While on my recent road trip, the song (and potential blog post title) that kept running through my head was “I can’t get no… satisfaction.” Because what I realized, and maybe already knew but conveniently forgot, is that when I go on an eating binge, it doesn’t matter what I eat, or how much I eat – I’m never satisfied.
If I eat bread I want ice cream. If I eat ice cream I want candy. If I eat chocolate candy I want chewy candy. If I eat something sweet I want something salty. If I eat something creamy I want something crunchy. If you give
a moose me a muffin, I’m gonna want a lot more to go with it. One craving leads to another. When I go “off plan,” I fall hard and deep into my “all or nothing” thinking. I don’t just fall, I crash and burn. I eat. And eat. Rushing to get it all in before the proverbial restart that comes “tomorrow.” Or in this case, when I got home. So I ate myself into a stomach-ache. And felt no sense of satisfaction. Fullness, yes; satiation, no.
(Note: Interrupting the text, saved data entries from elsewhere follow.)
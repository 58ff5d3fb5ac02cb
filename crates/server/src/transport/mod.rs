// SPDX-License-Identifier: BUSL-1.1
// Copyright (c) 2026 Alfred Jean LLC

//! HTTP + WebSocket transport.

pub mod auth;
pub mod http;
pub mod ws;

use std::sync::Arc;

use axum::middleware;
use axum::routing::{get, post};
use axum::Router;
use tower_http::cors::CorsLayer;

use crate::state::AppState;

/// Build the axum `Router` with all routes.
pub fn build_router(state: Arc<AppState>) -> Router {
    Router::new()
        // Health (no auth)
        .route("/health", get(http::health))
        // Captures
        .route("/capture", post(http::capture))
        // Command runs
        .route("/commands/{name}/trigger", post(http::trigger_command))
        .route("/commands/runs/{run_id}", get(http::get_command_run))
        // Configuration
        .route("/config/reload", post(http::reload_config))
        // Devices & notifications
        .route("/devices/register", post(http::register_device))
        .route("/devices", get(http::list_devices))
        .route("/notifications/send", post(http::send_notification))
        // Monitoring
        .route("/monitoring/background-tasks/status", get(http::background_task_status))
        // Chat WebSocket
        .route("/ws/{session_id}", get(ws::ws_handler))
        // Middleware
        .layer(middleware::from_fn_with_state(Arc::clone(&state), auth::auth_layer))
        .layer(CorsLayer::permissive())
        .with_state(state)
}
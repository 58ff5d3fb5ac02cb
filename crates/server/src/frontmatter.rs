// SPDX-License-Identifier: BUSL-1.1
// Copyright (c) 2026 Alfred Jean LLC

//! Markdown documents with a YAML frontmatter block.
//!
//! Wire shape: `---\n<yaml>\n---\n\n<body>\n`. Captures and command-run
//! logs are written through [`format_document`]; command files are read
//! through [`split`].

use anyhow::Context;
use serde::Serialize;

/// Render a frontmatter document from serializable metadata plus a body.
pub fn format_document<M: Serialize>(metadata: &M, body: &str) -> anyhow::Result<String> {
    let yaml = serde_yaml::to_string(metadata).context("serializing frontmatter")?;
    Ok(format!("---\n{yaml}---\n\n{body}\n"))
}

/// Split a document into its frontmatter mapping and body.
///
/// Documents without a leading `---` block yield `None` and the full text
/// as body. A malformed YAML block also falls back to the full text, so a
/// broken file degrades to plain markdown instead of an error.
pub fn split(content: &str) -> (Option<serde_yaml::Value>, &str) {
    let Some(rest) = content.strip_prefix("---\n") else {
        return (None, content);
    };
    let Some(end) = rest.find("\n---") else {
        return (None, content);
    };
    let yaml = &rest[..end + 1];
    let mut body = &rest[end + "\n---".len()..];
    body = body.strip_prefix('\n').unwrap_or(body);
    body = body.strip_prefix('\n').unwrap_or(body);

    match serde_yaml::from_str::<serde_yaml::Value>(yaml) {
        Ok(value) if value.is_mapping() => (Some(value), body),
        _ => (None, content),
    }
}

#[cfg(test)]
#[path = "frontmatter_tests.rs"]
mod tests;
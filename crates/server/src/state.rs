// SPDX-License-Identifier: BUSL-1.1
// Copyright (c) 2026 Alfred Jean LLC

//! Shared server state: every coordinator, injected once at startup.

use std::sync::Arc;
use std::time::Duration;

use tokio::sync::Mutex;
use tokio::task::JoinHandle;
use tokio_util::sync::CancellationToken;

use crate::capture::CaptureIngestor;
use crate::command_catalog::CommandCatalog;
use crate::command_run::CommandRunManager;
use crate::config::ConfigManager;
use crate::connection::ConnectionRegistry;
use crate::devices::DeviceRegistry;
use crate::identity::{self, AgentIdentity};
use crate::mirror::{self, VaultMirror};
use crate::push::{PushService, RelayClient};
use crate::sdk::SdkConnector;
use crate::session::{SessionManager, SessionTimings};
use crate::tracker::BackgroundTaskTracker;

/// Retention horizon for completed command runs.
const RUN_RETENTION: Duration = Duration::from_secs(60 * 60);
/// Event buffer bound per command run.
const RUN_MAX_EVENTS: usize = 200;

pub struct AppState {
    pub config: Arc<ConfigManager>,
    /// CLI-provided token; takes precedence over the config file.
    pub auth_override: Option<String>,
    pub identity: AgentIdentity,
    pub connections: Arc<ConnectionRegistry>,
    pub sessions: Arc<SessionManager>,
    pub runs: Arc<CommandRunManager>,
    pub mirror: Arc<VaultMirror>,
    pub capture: Arc<CaptureIngestor>,
    pub devices: Arc<DeviceRegistry>,
    pub push: Arc<PushService>,
    pub tracker: Arc<BackgroundTaskTracker>,
    pub connector: Arc<dyn SdkConnector>,
    pub catalog: Arc<CommandCatalog>,
    pub shutdown: CancellationToken,
}

impl AppState {
    /// Wire every coordinator together. Fails fast on an unreadable data
    /// directory or a broken mirror configuration.
    pub async fn build(
        config: Arc<ConfigManager>,
        connector: Arc<dyn SdkConnector>,
        auth_override: Option<String>,
        timings: SessionTimings,
        shutdown: CancellationToken,
    ) -> anyhow::Result<Arc<Self>> {
        let snapshot = config.snapshot().await;
        let identity = identity::load_or_create(&snapshot.data_dir).await?;

        let vault_mutex = Arc::new(Mutex::new(()));
        let mirror = Arc::new(VaultMirror::new(Arc::clone(&config), Arc::clone(&vault_mutex)));
        mirror.initialize().await?;

        let devices = Arc::new(DeviceRegistry::new(snapshot.devices_file()));
        let push = Arc::new(PushService::new(
            Arc::clone(&devices),
            RelayClient::new(snapshot.relay_timeout()),
        ));
        let tracker = Arc::new(BackgroundTaskTracker::default());
        let connections = Arc::new(ConnectionRegistry::new());
        let sessions = Arc::new(SessionManager::new(
            Arc::clone(&connections),
            Arc::clone(&connector),
            Arc::clone(&push),
            Arc::clone(&tracker),
            timings,
        ));
        let runs = Arc::new(CommandRunManager::new(RUN_RETENTION, RUN_MAX_EVENTS));
        let capture = Arc::new(CaptureIngestor::new(
            Arc::clone(&config),
            Arc::clone(&connector),
            vault_mutex,
        ));
        let catalog = Arc::new(CommandCatalog::new(&snapshot.vault_path));

        Ok(Arc::new(Self {
            config,
            auth_override,
            identity,
            connections,
            sessions,
            runs,
            mirror,
            capture,
            devices,
            push,
            tracker,
            connector,
            catalog,
            shutdown,
        }))
    }

    /// Session eviction, run retention, and the periodic pull loop.
    pub fn spawn_background_loops(self: &Arc<Self>) -> Vec<JoinHandle<()>> {
        vec![
            self.sessions.spawn_cleanup_loop(self.shutdown.child_token()),
            self.runs.spawn_cleanup_loop(self.shutdown.child_token()),
            mirror::spawn_pull_loop(
                Arc::clone(&self.mirror),
                Arc::clone(&self.tracker),
                self.shutdown.child_token(),
            ),
        ]
    }

    /// Bearer token in effect: CLI override first, then the live config.
    pub async fn effective_auth_token(&self) -> Option<String> {
        match self.auth_override {
            Some(ref token) => Some(token.clone()),
            None => self.config.snapshot().await.auth_token.clone(),
        }
    }
}
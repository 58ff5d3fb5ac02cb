// SPDX-License-Identifier: BUSL-1.1
// Copyright (c) 2026 Alfred Jean LLC

//! HTTP handlers for captures, command runs, devices, and monitoring.

use std::sync::Arc;

use axum::extract::{Path, Query, State};
use axum::response::IntoResponse;
use axum::Json;
use serde::{Deserialize, Serialize};
use tracing::{error, info};

use crate::capture::CaptureRequest;
use crate::command_run::{RunStatus, StatusUpdate};
use crate::error::ApiError;
use crate::events::AgentEvent;
use crate::mirror::RunSyncMeta;
use crate::runner;
use crate::sdk::AllowAll;
use crate::state::AppState;

// -- Request/Response types ---------------------------------------------------

#[derive(Debug, Serialize)]
pub struct HealthResponse {
    pub status: String,
    pub prime_agent_id: String,
    pub active_sessions: usize,
    pub active_runs: usize,
}

#[derive(Debug, Serialize)]
pub struct CaptureResponse {
    pub ok: bool,
    pub inbox_file: String,
    pub dump_id: String,
}

#[derive(Debug, Default, Deserialize)]
pub struct TriggerRequest {
    #[serde(default)]
    pub scheduled: bool,
}

#[derive(Debug, Serialize)]
pub struct TriggerResponse {
    pub run_id: String,
    pub status: String,
    pub poll_url: String,
}

#[derive(Debug, Deserialize)]
pub struct PollQuery {
    pub after: Option<i64>,
}

#[derive(Debug, Deserialize)]
pub struct DeviceRegisterRequest {
    pub installation_id: String,
    pub device_type: String,
    #[serde(default)]
    pub device_name: Option<String>,
    #[serde(default)]
    pub push_url: Option<String>,
}

#[derive(Debug, Serialize)]
pub struct DeviceRegisterResponse {
    pub success: bool,
    pub message: String,
}

#[derive(Debug, Deserialize)]
pub struct DeviceListQuery {
    pub device_filter: Option<String>,
}

/// Listing view of a binding; `push_url` is a capability URL and is never
/// returned.
#[derive(Debug, Serialize)]
pub struct SafeDevice {
    pub installation_id: String,
    pub device_type: String,
    pub device_name: Option<String>,
    pub registered_at: chrono::DateTime<chrono::Utc>,
    pub last_seen: chrono::DateTime<chrono::Utc>,
}

#[derive(Debug, Serialize)]
pub struct DeviceListResponse {
    pub total: usize,
    pub devices: Vec<SafeDevice>,
}

#[derive(Debug, Deserialize)]
pub struct NotificationSendRequest {
    pub title: String,
    pub body: String,
    #[serde(default)]
    pub data: Option<serde_json::Value>,
    #[serde(default)]
    pub device_filter: Option<String>,
}

#[derive(Debug, Serialize)]
pub struct NotificationSendResponse {
    pub success: bool,
    pub sent: usize,
    pub failed: usize,
    pub invalid_tokens_removed: usize,
    pub devices: Vec<crate::push::DeviceResult>,
}

// -- Handlers -----------------------------------------------------------------

/// `GET /health` (unauthenticated).
pub async fn health(State(state): State<Arc<AppState>>) -> impl IntoResponse {
    Json(HealthResponse {
        status: "running".to_owned(),
        prime_agent_id: state.identity.prime_agent_id.clone(),
        active_sessions: state.sessions.session_count().await,
        active_runs: state.runs.active_count().await,
    })
}

/// `POST /capture` — write the capture, then mirror in the background.
pub async fn capture(
    State(state): State<Arc<AppState>>,
    Json(request): Json<CaptureRequest>,
) -> impl IntoResponse {
    if request.text.is_empty() {
        return ApiError::Validation.to_http_response("text must not be empty").into_response();
    }

    let outcome = match state.capture.ingest(&request).await {
        Ok(outcome) => outcome,
        Err(e) => {
            error!(err = %format!("{e:#}"), "failed to write capture file");
            return ApiError::Vault.to_http_response("Failed to save capture").into_response();
        }
    };

    // Mirror commit runs after the response; failures only reach the tracker.
    let background = Arc::clone(&state);
    tokio::spawn(async move {
        match background.mirror.sync_capture().await {
            Ok(()) => background.tracker.record_success("capture_auto_commit").await,
            Err(e) => background.tracker.record_failure("capture_auto_commit", &e).await,
        }
    });

    Json(CaptureResponse {
        ok: true,
        inbox_file: outcome.relative_path,
        dump_id: outcome.dump_id,
    })
    .into_response()
}

/// `POST /commands/{name}/trigger` — start a background command run.
pub async fn trigger_command(
    State(state): State<Arc<AppState>>,
    Path(name): Path<String>,
    body: Option<Json<TriggerRequest>>,
) -> impl IntoResponse {
    let prompt = match state.catalog.resolve(&name).await {
        Ok(Some(prompt)) => prompt,
        Ok(None) => {
            return ApiError::NotFound
                .to_http_response(format!("Command '{name}' not found"))
                .into_response();
        }
        Err(e) => {
            error!(command_name = %name, err = %format!("{e:#}"), "failed to resolve command");
            return ApiError::Vault.to_http_response("Failed to read command").into_response();
        }
    };

    let scheduled = body.map(|Json(request)| request.scheduled).unwrap_or_default();
    let run_id = state.runs.create(&name).await;

    let task_state = Arc::clone(&state);
    let task_run_id = run_id.clone();
    let task_name = name.clone();
    let handle = tokio::spawn(async move {
        drive_command_run(task_state, task_run_id, task_name, prompt, scheduled).await;
    });
    state.runs.attach_task(&run_id, handle).await;

    let poll_url = format!("/commands/runs/{run_id}");
    Json(TriggerResponse { run_id, status: "started".to_owned(), poll_url }).into_response()
}

/// `GET /commands/runs/{run_id}?after=<int>` — poll events and status.
pub async fn get_command_run(
    State(state): State<Arc<AppState>>,
    Path(run_id): Path<String>,
    Query(query): Query<PollQuery>,
) -> impl IntoResponse {
    match state.runs.get(&run_id, query.after).await {
        Some(snapshot) => Json(snapshot).into_response(),
        None => ApiError::NotFound
            .to_http_response(format!("Run '{run_id}' not found"))
            .into_response(),
    }
}

/// Execution protocol for one command run: stream events into the buffer,
/// set the terminal status, then hand off to the mirror coordinator.
async fn drive_command_run(
    state: Arc<AppState>,
    run_id: String,
    command_name: String,
    prompt: String,
    scheduled: bool,
) {
    state.runs.set_status(&run_id, RunStatus::Running, StatusUpdate::default()).await;

    let client = state.connector.connect(None, Arc::new(AllowAll));
    let turn_timeout = state.config.snapshot().await.turn_timeout();
    let mut events = runner::spawn_turn(Arc::clone(&client), prompt, turn_timeout);

    let mut status = RunStatus::Completed;
    let mut update = StatusUpdate::default();
    while let Some(event) = events.recv().await {
        match event {
            AgentEvent::Complete { cost_usd, duration_ms, .. } => {
                status = RunStatus::Completed;
                update.cost_usd = cost_usd;
                update.duration_ms = duration_ms;
            }
            AgentEvent::Error { ref error, is_permanent: Some(true) } => {
                status = RunStatus::Error;
                update.error = Some(error.clone());
            }
            _ => {}
        }
        state.runs.append_event(&run_id, event).await;
    }
    state.runs.set_status(&run_id, status, update.clone()).await;
    client.close().await;

    // Post-run sync failures never change the run status.
    let meta = RunSyncMeta {
        command_name,
        run_id: Some(run_id),
        status: status.as_str().to_owned(),
        scheduled,
        duration_ms: update.duration_ms,
        cost_usd: update.cost_usd,
        error: update.error,
    };
    match state.mirror.sync_command_run(&meta).await {
        Ok(()) => state.tracker.record_success("command_run_sync").await,
        Err(e) => state.tracker.record_failure("command_run_sync", &e).await,
    }
}

/// `POST /config/reload` — re-parse the YAML config.
pub async fn reload_config(State(state): State<Arc<AppState>>) -> impl IntoResponse {
    match state.config.reload().await {
        Ok(()) => Json(serde_json::json!({"status": "reloaded"})).into_response(),
        Err(e) => ApiError::Validation
            .to_http_response(format!("config reload failed: {e:#}"))
            .into_response(),
    }
}

/// `POST /devices/register` — upsert a device binding.
pub async fn register_device(
    State(state): State<Arc<AppState>>,
    Json(request): Json<DeviceRegisterRequest>,
) -> impl IntoResponse {
    if request.installation_id.is_empty() {
        return ApiError::Validation
            .to_http_response("installation_id must not be empty")
            .into_response();
    }

    match state
        .devices
        .upsert(
            &request.installation_id,
            &request.device_type,
            request.device_name.as_deref(),
            request.push_url.as_deref(),
        )
        .await
    {
        Ok(()) => Json(DeviceRegisterResponse {
            success: true,
            message: "Device registered successfully".to_owned(),
        })
        .into_response(),
        Err(e) if e.to_string().contains("push_url is required") => {
            ApiError::Validation.to_http_response(e.to_string()).into_response()
        }
        Err(e) => {
            error!(
                installation_id = %request.installation_id,
                err = %format!("{e:#}"),
                "failed to register device"
            );
            ApiError::Internal.to_http_response("Failed to register device").into_response()
        }
    }
}

/// `GET /devices` — list bindings, capability URLs withheld.
pub async fn list_devices(
    State(state): State<Arc<AppState>>,
    Query(query): Query<DeviceListQuery>,
) -> impl IntoResponse {
    match state.devices.list(query.device_filter.as_deref()).await {
        Ok(devices) => {
            let devices: Vec<SafeDevice> = devices
                .into_iter()
                .map(|d| SafeDevice {
                    installation_id: d.installation_id,
                    device_type: d.device_type,
                    device_name: d.device_name,
                    registered_at: d.registered_at,
                    last_seen: d.last_seen,
                })
                .collect();
            Json(DeviceListResponse { total: devices.len(), devices }).into_response()
        }
        Err(e) => {
            error!(err = %format!("{e:#}"), "failed to list devices");
            ApiError::Internal.to_http_response("Failed to list devices").into_response()
        }
    }
}

/// `POST /notifications/send` — fan a notification out to devices.
pub async fn send_notification(
    State(state): State<Arc<AppState>>,
    Json(request): Json<NotificationSendRequest>,
) -> impl IntoResponse {
    match state
        .push
        .send_notification(
            &request.title,
            &request.body,
            request.data,
            request.device_filter.as_deref(),
        )
        .await
    {
        Ok(summary) => {
            info!(sent = summary.sent, failed = summary.failed, "notification send completed");
            Json(NotificationSendResponse {
                success: summary.failed == 0,
                sent: summary.sent,
                failed: summary.failed,
                invalid_tokens_removed: summary.invalid_tokens_removed,
                devices: summary.devices,
            })
            .into_response()
        }
        Err(e) => {
            error!(err = %format!("{e:#}"), "failed to send notifications");
            ApiError::Internal
                .to_http_response(format!("Failed to send notifications: {e}"))
                .into_response()
        }
    }
}

/// `GET /monitoring/background-tasks/status`.
pub async fn background_task_status(State(state): State<Arc<AppState>>) -> impl IntoResponse {
    Json(state.tracker.status().await)
}
// SPDX-License-Identifier: BUSL-1.1
// Copyright (c) 2026 Alfred Jean LLC

//! Registry of live WebSocket clients.
//!
//! Each connection registers an unbounded outbound channel; the socket task
//! on the other end serializes frames onto the wire.  Sends to a vanished
//! connection report failure so callers can fall back to buffering.

use std::collections::HashMap;

use tokio::sync::{mpsc, Mutex};
use tracing::debug;

use crate::events::AgentEvent;

/// Frame pushed to a connection's socket task.
#[derive(Debug, Clone, PartialEq)]
pub enum Outbound {
    Event(AgentEvent),
    /// Instructs the socket task to close the connection.
    Close,
}

#[derive(Default)]
pub struct ConnectionRegistry {
    connections: Mutex<HashMap<String, mpsc::UnboundedSender<Outbound>>>,
}

impl ConnectionRegistry {
    pub fn new() -> Self {
        Self::default()
    }

    /// Register a connection; returns the receiver for its socket task.
    pub async fn register(&self, connection_id: &str) -> mpsc::UnboundedReceiver<Outbound> {
        let (tx, rx) = mpsc::unbounded_channel();
        self.connections.lock().await.insert(connection_id.to_owned(), tx);
        debug!(connection_id = %connection_id, "connection registered");
        rx
    }

    /// Remove a connection without sending anything.
    pub async fn remove(&self, connection_id: &str) {
        if self.connections.lock().await.remove(connection_id).is_some() {
            debug!(connection_id = %connection_id, "connection removed");
        }
    }

    /// Send an event to a connection. Returns false when the connection is
    /// gone (caller should buffer instead).
    pub async fn send(&self, connection_id: &str, event: AgentEvent) -> bool {
        let connections = self.connections.lock().await;
        match connections.get(connection_id) {
            Some(tx) => tx.send(Outbound::Event(event)).is_ok(),
            None => false,
        }
    }

    /// Ask a connection's socket task to close, and drop the registration.
    pub async fn disconnect(&self, connection_id: &str) {
        let tx = self.connections.lock().await.remove(connection_id);
        if let Some(tx) = tx {
            let _ = tx.send(Outbound::Close);
            debug!(connection_id = %connection_id, "connection disconnect requested");
        }
    }

    pub async fn len(&self) -> usize {
        self.connections.lock().await.len()
    }
}

#[cfg(test)]
#[path = "connection_tests.rs"]
mod tests;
This binge didn’t start when the car pulled out of the driveway. The first, very long day, I ate my packed sandwich and my healthy snacks. For dinner I ate a salad at Wendy’s. Out of Kansas, through Colorado, into Utah, where I woke up in a budget motel the next morning, with no regrets yet, and heated my beans for breakfast.
And then it happened: viva Las Vegas.
We were making such good time and were so far ahead of schedule that we decided, rather than arrive at the LA motel too early to check in, we’d take a little detour and eat lunch at a local joint in Vegas. I have two words for you: fry bread. (I don’t usually eat fried food and I pretty much avoid bread!) We don’t get that particular delicacy here in the land of Oz. So, against my inner voice of reason, I ordered a lunch that was a heart attack on a plate. Then topped it with honey.
What happens in Vegas does not stay in Vegas! Once I got the taste in my mouth, my mouth was singing. And not in a good way. And thus the binge was born. By the time I went to bed in Los Angeles, I didn’t even delude myself that “tomorrow” would be another day. Pizza and candy and fro-yo, oh my.
On a positive note, I did make some good choices along the way. And walked so much on my only non-driving day that my feet were killing me! But overall… let’s just say it wasn’t pretty.
I had many, many hours in the car on the drive home to contemplate my eating. I thought about all the little things that went into the binge transpiring. And what it would take to ensure it didn’t happen again. Because, I’d like to think Mick Jagger is wrong – I CAN get satisfaction! But it comes from eating well, not eating crap. The satisfaction comes from my actions and my emotions, and from being in control, not from food.
And as far as my healthy lifestyle, Dorothy was right: there’s no place like home. I’m happy to have my my little home gym, my roasted veggies in the afternoon, and maybe most of all – my routine. And when I head out on my next adventure, which will likely be a return to LA, I’m going to reread this post. And pack my ruby slippers:) And remember that, in the words of Glinda, I had the power all along.